On top of a regular 40-hour work week, huge amounts of time have been spent doing the outsourcing job, often starting before 3 a.m.

And cycling has not been neglected, logging up almost 450 kms over the week.

But mental and physical drain are the most prevalent feelings at the moment.

The cherry blossom season in Tokyo is nearing its end.

Possibly, there may be one last look tonight at the lit up flowers near home.

We might have to wait and see on that one.

But, if it does happen, it will more than likely take place with the involvement of Sally, the Death Machine.

Spring-Heeled

Spring is such a delight in Japan. One reason for that is the blooming of cherry blossoms.

For a week or so, much of the company is given a glorious pink carpet as the national flower blooms, transforming often bleak landscapes into spectacular vistas.

Kangaeroo spent the weekend cycling Tokyo’s central districts and suburbs, taking as many photos of the blossoms as possible.

Spring in the Step

This has been a strange kind of week.

Meetings kicked off the week, continued throughout and were punctuated by work and lots of cycling and photography.

Oh, yeah. And looking after the pet dinosaur.

Amid that, feelings went up and down. Mostly down.

Now, as the working week draws to a close, it feels like things are getting better.

The next couple of weeks are going to be demanding. The next few months even more so, actually.

But for today, things are comparatively calm. And that contentment has put a spring in the step, appropriate considering the season.

Bloomin’ Wonderful Time

Cherry blossoms are on the verge of reaching full bloom in the western Tokyo area.

The flowers are not quite at their peak, but they are still exquisitely beautiful.

Cycling this morning was a delight.

What To Do?

When Kangaeroo started back in 2010, the aim was probably to help students understand that American was not the only form of English and that Australians speak Strine.

What the aim intended to accomplish remains unknown.

At some point, the blog became an area to examine lesser-known aspects of the Japan-Australia relationship.

For the first five years of its existence, Kangaeroo.com was updated almost daily.

It’s initial aim was not accomplished because I couldn’t get enough people to read it.

Same goes for its subsequent purpose, I guess.

That probably goes some way to explaining why updates have been sporadic at best over the past several years.
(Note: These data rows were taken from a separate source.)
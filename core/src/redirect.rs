//! Manual redirect following.
//!
//! # Design
//! The chain is a value threaded through the loop: each hop consumes the
//! previous state, releases the previous connection, and yields a new state
//! holding the freshly opened one. Only the cookie set by the immediately
//! preceding hop is forwarded; there is no cookie jar across the chain.
//! The final connection is returned whatever its status, so callers that
//! care about an unresolved chain must inspect it themselves.

use std::collections::BTreeMap;

use crate::connection::{Connection, HttpConnection, PlainConnection};
use crate::error::FetchError;
use crate::http::{Headers, HttpMethod, HttpRequest, RequestSettings};
use crate::transport::{is_http, Transport};

/// Maximum number of `Location` headers followed for one request.
pub const MAX_REDIRECTS: usize = 3;

enum Chain {
    /// `current` points somewhere else and `hops` redirects were followed to
    /// reach it.
    Redirected {
        current: HttpConnection,
        location: String,
        hops: usize,
    },
    Settled(Connection),
}

impl Chain {
    fn start(connection: HttpConnection) -> Self {
        Self::at(connection, 0)
    }

    fn at(connection: HttpConnection, hops: usize) -> Self {
        match connection.location().map(str::to_string) {
            Some(location) => Chain::Redirected {
                current: connection,
                location,
                hops,
            },
            None => Chain::Settled(connection.into()),
        }
    }

    fn advance<T: Transport + ?Sized>(
        self,
        transport: &T,
        forward_headers: &BTreeMap<String, String>,
    ) -> Result<Self, FetchError> {
        let (current, location, hops) = match self {
            Chain::Redirected {
                current,
                location,
                hops,
            } => (current, location, hops),
            settled => return Ok(settled),
        };

        let cookie = current.header("Set-Cookie").unwrap_or_default().to_string();
        let target = current
            .url()
            .join(&location)
            .map_err(|e| FetchError::Transport(format!("cannot follow redirect to `{location}`: {e}")))?;
        let settings = RequestSettings {
            do_output: false,
            ..current.request().settings.clone()
        };
        current.disconnect();

        log::debug!("redirect {} of {MAX_REDIRECTS}: {target}", hops + 1);
        if !is_http(&target) {
            let body = transport.open_plain(&target, &settings)?;
            return Ok(Chain::Settled(PlainConnection::new(target, body).into()));
        }

        let mut headers = Headers::new();
        headers.set("Cookie", &cookie);
        for (name, value) in forward_headers {
            headers.add(name, value);
        }
        let request = HttpRequest {
            method: HttpMethod::Get,
            url: target,
            headers,
            settings,
            body: None,
        };
        let response = transport.send(&request)?;
        Ok(Chain::at(HttpConnection::new(request, response), hops + 1))
    }
}

/// Follows `Location` headers starting from `connection`, for at most
/// [`MAX_REDIRECTS`] hops.
///
/// Every hop carries a `Cookie` header holding the previous response's
/// `Set-Cookie` value (empty when there was none) followed by each of
/// `forward_headers`. Errors only come from the transport, or from an
/// unparsable `Location` reported as [`FetchError::Transport`]; hitting the
/// hop limit is not an error.
pub fn follow_redirects<T: Transport + ?Sized>(
    transport: &T,
    connection: HttpConnection,
    forward_headers: &BTreeMap<String, String>,
) -> Result<Connection, FetchError> {
    let mut chain = Chain::start(connection);
    loop {
        chain = match chain {
            Chain::Settled(connection) => return Ok(connection),
            Chain::Redirected { current, hops, .. } if hops >= MAX_REDIRECTS => {
                log::debug!("redirect limit reached at {}", current.url());
                return Ok(current.into());
            }
            redirected => redirected.advance(transport, forward_headers)?,
        };
    }
}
But I am paying a lot of money to keep this blog in existence and I have no idea why.

When I ride my bike in the mornings, I have weird and wonderful ideas about how to use the blog, but most don’t come to fruition as reality prevails.

So, I still don’t know what to do. I guess I would like to pursue the unknown side of Japan-Australian relations more. I used to have a huge cache of information and tidbits, but it is mostly gone now. My memory, too.

Reflective

More and more is going on to inspire reflection on life.
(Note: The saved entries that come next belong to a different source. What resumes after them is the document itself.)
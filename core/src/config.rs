//! Configuration lookups: default timeouts and the calling application's
//! identity.
//!
//! Values are read through a [`ConfigSource`] handed to whoever needs them,
//! so tests can supply a map instead of touching the process environment.

use std::collections::HashMap;

pub const CONNECT_TIMEOUT_KEY: &str = "URL_CONNECTION_TIMEOUT";
pub const READ_TIMEOUT_KEY: &str = "URL_READ_TIMEOUT";
pub const USER_KEY: &str = "WEASIS_USER";
pub const USER_AGENT_KEY: &str = "WEASIS_USER_AGENT";

pub const DEFAULT_CONNECT_TIMEOUT_MS: u64 = 5_000;
pub const DEFAULT_READ_TIMEOUT_MS: u64 = 15_000;

/// Key/value lookup for configuration properties.
pub trait ConfigSource {
    fn property(&self, key: &str) -> Option<String>;

    fn connect_timeout_ms(&self) -> u64 {
        self.int_property(CONNECT_TIMEOUT_KEY, DEFAULT_CONNECT_TIMEOUT_MS)
    }

    fn read_timeout_ms(&self) -> u64 {
        self.int_property(READ_TIMEOUT_KEY, DEFAULT_READ_TIMEOUT_MS)
    }

    /// Integer property, or `default` when missing or unparsable.
    fn int_property(&self, key: &str, default: u64) -> u64 {
        match self.property(key) {
            Some(raw) => raw.trim().parse().unwrap_or_else(|_| {
                log::debug!("ignoring non-numeric value {raw:?} for {key}");
                default
            }),
            None => default,
        }
    }
}

/// Reads properties from the process environment.
#[derive(Debug, Clone, Copy, Default)]
pub struct EnvConfig;

impl ConfigSource for EnvConfig {
    fn property(&self, key: &str) -> Option<String> {
        std::env::var(key).ok()
    }
}

impl ConfigSource for HashMap<String, String> {
    fn property(&self, key: &str) -> Option<String> {
        self.get(key).cloned()
    }
}

/// Identity headers sent with every request, whatever the caller asks for.
#[derive(Debug, Clone, PartialEq, Eq)]
pub struct AppIdentity {
    user_agent: String,
    user: String,
}

impl AppIdentity {
    pub fn new(user_agent: &str, user: &str) -> Self {
        Self {
            user_agent: user_agent.to_string(),
            user: user.to_string(),
        }
    }

    pub fn from_source(source: &impl ConfigSource) -> Self {
        let user_agent = source
            .property(USER_AGENT_KEY)
            .unwrap_or_else(|| format!("Weasis/{}", env!("CARGO_PKG_VERSION")));
        let user = [USER_KEY, "USER", "USERNAME"]
            .iter()
            .find_map(|key| source.property(key))
            .unwrap_or_default();
        Self { user_agent, user }
    }

    pub fn user_agent(&self) -> &str {
        &self.user_agent
    }

    /// Raw user name as configured.
    pub fn user(&self) -> &str {
        &self.user
    }

    /// Value of the `Weasis-User` header: trimmed and uppercased.
    pub fn user_header(&self) -> String {
        self.user.trim().to_uppercase()
    }
}

impl Default for AppIdentity {
    fn default() -> Self {
        Self::from_source(&EnvConfig)
    }
}
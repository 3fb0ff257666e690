//! Turns user input into a URL.

use std::fs::{self, File};
use std::path::Path;

use url::Url;

use crate::error::FetchError;

/// Resolves a URL string or a local filesystem path.
///
/// Input that does not start with `http` and names a readable file becomes
/// a `file` URL of its absolute path. Everything else must parse as an
/// absolute URL. No network I/O happens here.
pub fn resolve_url(path_or_url: &str) -> Result<Url, FetchError> {
    if !path_or_url.starts_with("http") {
        if let Some(url) = readable_file_url(Path::new(path_or_url)) {
            return Ok(url);
        }
    }
    Url::parse(path_or_url).map_err(|e| FetchError::malformed(path_or_url, e))
}

fn readable_file_url(path: &Path) -> Option<Url> {
    File::open(path).ok()?;
    let absolute = fs::canonicalize(path).ok()?;
    Url::from_file_path(absolute).ok()
}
It’s a constructive development. Life is good when life exists. Realizing it’s good is another matter. Fortunately, for various reasons, it’s becoming easier to find elements of all things to contain the pleasant.
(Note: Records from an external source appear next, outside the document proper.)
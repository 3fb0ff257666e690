//! Transport adapters that perform the actual I/O.
//!
//! # Design
//! A transport knows two things: how to execute an [`HttpRequest`] and how
//! to open a plain byte stream for any other scheme. It never follows
//! redirects or interprets status codes itself; that is the job of the
//! classifier and the redirect resolver, which need to see every hop.

use std::fmt;
use std::fs::File;
use std::time::Duration;

use ureq::http::StatusCode;
use url::Url;

use crate::error::FetchError;
use crate::http::{Body, Headers, HttpMethod, HttpRequest, HttpResponse, RequestSettings};

/// Executes requests for the connection preparer.
pub trait Transport {
    /// Sends `request` and returns the response without following redirects
    /// or treating any status as an error.
    fn send(&self, request: &HttpRequest) -> Result<HttpResponse, FetchError>;

    /// Opens a non-HTTP resource for reading. Only `file` URLs are supported
    /// unless an implementation says otherwise.
    fn open_plain(&self, url: &Url, _settings: &RequestSettings) -> Result<Body, FetchError> {
        if url.scheme() != "file" {
            return Err(FetchError::UnsupportedScheme(url.scheme().to_string()));
        }
        let path = url
            .to_file_path()
            .map_err(|()| FetchError::malformed(url.as_str(), "not a local file path"))?;
        Ok(Box::new(File::open(path)?))
    }
}

/// Whether `url` is served by [`Transport::send`] rather than
/// [`Transport::open_plain`].
pub fn is_http(url: &Url) -> bool {
    matches!(url.scheme(), "http" | "https")
}

/// Blocking transport backed by a `ureq` agent.
///
/// The agent is configured to hand back 3xx and error statuses as ordinary
/// responses. Connect and read timeouts come from each request's settings.
#[derive(Clone)]
pub struct UreqTransport {
    agent: ureq::Agent,
}

impl fmt::Debug for UreqTransport {
    fn fmt(&self, f: &mut fmt::Formatter<'_>) -> fmt::Result {
        f.debug_struct("UreqTransport").finish_non_exhaustive()
    }
}

impl UreqTransport {
    pub fn new() -> Self {
        let agent = ureq::Agent::config_builder()
            .http_status_as_error(false)
            .max_redirects(0)
            .max_redirects_will_error(false)
            .build()
            .new_agent();
        Self { agent }
    }
}

impl Default for UreqTransport {
    fn default() -> Self {
        Self::new()
    }
}

impl Transport for UreqTransport {
    fn send(&self, request: &HttpRequest) -> Result<HttpResponse, FetchError> {
        let url = request.url.as_str();
        let response = match (request.method, &request.body) {
            (HttpMethod::Get, _) => configure(self.agent.get(url), request).call(),
            (HttpMethod::Post, Some(body)) => configure(self.agent.post(url), request).send(&body[..]),
            (HttpMethod::Post, None) => configure(self.agent.post(url), request).send_empty(),
        }
        .map_err(into_fetch_error)?;

        let status = response.status();
        let headers: Headers = response
            .headers()
            .iter()
            .filter_map(|(name, value)| {
                value
                    .to_str()
                    .ok()
                    .map(|value| (name.as_str().to_string(), value.to_string()))
            })
            .collect();

        Ok(HttpResponse {
            status: status.as_u16(),
            message: status_message(status),
            headers,
            body: Box::new(response.into_body().into_reader()),
        })
    }
}

/// ureq hands back an `http::Response`, which drops the reason phrase from
/// the status line, so the message is the standard phrase for the code.
fn status_message(status: StatusCode) -> String {
    match status.canonical_reason() {
        Some(reason) => reason.to_string(),
        None => format!("HTTP {}", status.as_u16()),
    }
}

/// Headers sent on the wire: the request's own, with `If-Modified-Since`
/// replacing any caller value when the settings carry one.
fn outgoing_headers(request: &HttpRequest) -> Headers {
    let mut headers = request.headers.clone();
    if let Some(since) = request.settings.if_modified_since {
        headers.set(
            "If-Modified-Since",
            &since.format("%a, %d %b %Y %H:%M:%S GMT").to_string(),
        );
    }
    headers
}

/// Zero means no timeout.
fn limit(timeout: Duration) -> Option<Duration> {
    (!timeout.is_zero()).then_some(timeout)
}

/// Copies headers and timeouts from `request` onto a ureq request builder.
///
/// The read timeout bounds the wait for the response head only. The body is
/// handed to the caller as a stream and has no overall deadline.
fn configure<B>(mut builder: ureq::RequestBuilder<B>, request: &HttpRequest) -> ureq::RequestBuilder<B> {
    for (name, value) in outgoing_headers(request).iter() {
        builder = builder.header(name, value);
    }
    let settings = &request.settings;
    builder
        .config()
        .timeout_connect(limit(settings.connect_timeout))
        .timeout_recv_response(limit(settings.read_timeout))
        .build()
}

fn into_fetch_error(e: ureq::Error) -> FetchError {
    match e {
        ureq::Error::Io(io) => FetchError::Io(io),
        other => FetchError::Transport(other.to_string()),
    }
}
It’s not my nature to do this, yet I am finding myself doing it more often.

What luck!

Spinning Out Near the Sacred

Mount Fuji is glorious!
For better or worse, like much of the rest of the world, Kangaeroo has been confined to home for the past year due to the covid pandemic.
It has not been all woe, though. One benefit is an almost daily opportunity to cycle along the Tama River.
There’s a cycling road about 50 kilometers long running for most of the way on both banks of the river, which once served as the Japanese capital’s main water supply.
Mount Fuji is notoriously shy and only shows its face with great clarity for a few months each year, unfortunately those times being the colder months. But the majestic mountain overlooks the Tama, creating a spectacular backdrop when it can be viewed. It’s not hard to see why Mount Fuji has been regarded as sacred in Japan for centuries. It is still a breathtaking sight with every view.